Collected data
##########

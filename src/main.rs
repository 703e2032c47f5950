use std::net::SocketAddr;
use std::sync::Arc;
use tracing_subscriber::{layer::SubscriberExt, util::SubscriberInitExt};

use rust_leadgen_api::config::Config;
use rust_leadgen_api::db::Database;
use rust_leadgen_api::handlers::AppState;
use rust_leadgen_api::pipeline::LeadPipeline;
use rust_leadgen_api::routes;
use rust_leadgen_api::services::LeadService;
use rust_leadgen_api::store::LeadStore;

/// Main entry point for the application.
///
/// This function initializes the application, including:
/// - Logging and tracing.
/// - Configuration loading.
/// - Lead store (Postgres when configured, memory otherwise).
/// - Pipeline stages and the hydrated match index.
/// - HTTP routes and middleware (CORS, Rate Limiting).
///
/// It then starts the Axum server.
#[tokio::main]
async fn main() -> anyhow::Result<()> {
    // Initialize tracing
    tracing_subscriber::registry()
        .with(
            tracing_subscriber::EnvFilter::try_from_default_env()
                .unwrap_or_else(|_| "rust_leadgen_api=debug,tower_http=debug".into()),
        )
        .with(tracing_subscriber::fmt::layer())
        .init();

    // Load configuration
    let config = Config::from_env()?;
    let settings = config.pipeline_settings()?;

    let store = match &config.database_url {
        Some(url) => {
            let db = Database::new(url).await?;
            tracing::info!("Database connection pool established");
            LeadStore::postgres(db.pool)
        }
        None => LeadStore::memory(),
    };

    let pipeline = LeadPipeline::from_settings(&settings);
    let leads = LeadService::new(pipeline, settings.matching.clone(), store).await?;

    if config.api_key.is_none() {
        tracing::warn!("API_KEY not set, /api/v1 routes are unauthenticated");
    }

    let app_state = Arc::new(AppState {
        config: config.clone(),
        leads,
    });

    let app = routes::build_router(app_state)?;

    // Start server
    let addr = format!("0.0.0.0:{}", config.port);
    let listener = tokio::net::TcpListener::bind(&addr).await?;
    tracing::info!("Server listening on {}", addr);

    axum::serve(
        listener,
        app.into_make_service_with_connect_info::<SocketAddr>(),
    )
    .await?;

    Ok(())
}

##########

_ABOUT THIS TASK:_
Taking the entries above, write out exactly each line from the one holding "repository 703e2032c47f5950" to the one holding "use rust_leadgen_api::routes;", both included, and stop there.

_ANSWER FOR THIS EXERCISE:_
repository 703e2032c47f5950
use std::net::SocketAddr;
use std::sync::Arc;
use tracing_subscriber::{layer::SubscriberExt, util::SubscriberInitExt};

use rust_leadgen_api::config::Config;
use rust_leadgen_api::db::Database;
use rust_leadgen_api::handlers::AppState;
use rust_leadgen_api::pipeline::LeadPipeline;
use rust_leadgen_api::routes;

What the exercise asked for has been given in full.